Stored items
== Segment start ==

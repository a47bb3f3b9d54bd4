//! Canonical event sequences and life-cycle invariant checks.

use interpose_core::{EventName, LifeCycleEvent, RequestId};
use std::collections::HashMap;

/// `request:start → request:match → request:end → response:mocked`
pub const MOCKED: [EventName; 4] = [
    EventName::RequestStart,
    EventName::RequestMatch,
    EventName::RequestEnd,
    EventName::ResponseMocked,
];

/// `request:start → request:end → response:bypass`
pub const PASSTHROUGH: [EventName; 3] = [
    EventName::RequestStart,
    EventName::RequestEnd,
    EventName::ResponseBypass,
];

/// `request:start → request:unhandled → request:end → response:bypass`
pub const UNHANDLED: [EventName; 4] = [
    EventName::RequestStart,
    EventName::RequestUnhandled,
    EventName::RequestEnd,
    EventName::ResponseBypass,
];

/// `request:start → unhandledException → request:end → response:bypass`
pub const RESOLVER_ERROR: [EventName; 4] = [
    EventName::RequestStart,
    EventName::UnhandledException,
    EventName::RequestEnd,
    EventName::ResponseBypass,
];

/// Assert the exact event sequence of one request.
///
/// # Panics
///
/// Panics if the sequences differ.
#[allow(clippy::panic)] // Test assertion
pub fn assert_sequence(actual: &[EventName], expected: &[EventName]) {
    assert_eq!(
        actual, expected,
        "Expected life-cycle {expected:?}, but observed {actual:?}"
    );
}

/// Assert the ordering rules that hold for every request, whatever its
/// outcome:
///
/// - `request:start` is the first event of the request, exactly once
/// - at most one of `request:match` / `request:unhandled`
/// - at most one `request:end`, after start and before any `response:*`
/// - at most one `response:*`
///
/// Events of different requests may interleave freely.
///
/// # Panics
///
/// Panics on the first violated rule.
#[allow(clippy::panic)] // Test assertion
pub fn assert_lifecycle_invariants(events: &[LifeCycleEvent]) {
    let mut per_request: HashMap<&RequestId, Vec<EventName>> = HashMap::new();
    for event in events {
        per_request
            .entry(event.request_id())
            .or_default()
            .push(event.name());
    }

    for (id, names) in per_request {
        assert_eq!(
            names.first(),
            Some(&EventName::RequestStart),
            "{id}: first event must be request:start, got {names:?}"
        );
        let count = |name: EventName| names.iter().filter(|n| **n == name).count();
        let position = |name: EventName| names.iter().position(|n| *n == name);

        assert_eq!(count(EventName::RequestStart), 1, "{id}: duplicate start in {names:?}");
        assert!(
            count(EventName::RequestMatch) + count(EventName::RequestUnhandled) <= 1,
            "{id}: both match and unhandled in {names:?}"
        );
        assert!(count(EventName::RequestEnd) <= 1, "{id}: duplicate end in {names:?}");

        let responses = count(EventName::ResponseMocked) + count(EventName::ResponseBypass);
        assert!(responses <= 1, "{id}: more than one response event in {names:?}");

        if let Some(response_at) = position(EventName::ResponseMocked).or_else(|| position(EventName::ResponseBypass)) {
            let end_at = position(EventName::RequestEnd);
            assert!(
                end_at.is_some_and(|end| end < response_at),
                "{id}: request:end must precede the response event in {names:?}"
            );
        }
    }
}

== Segment end ==

Lines above with "actual" in them are the ones to copy.

- _Output of the exercise_:
pub fn assert_sequence(actual: &[EventName], expected: &[EventName]) {
        actual, expected,
        "Expected life-cycle {expected:?}, but observed {actual:?}"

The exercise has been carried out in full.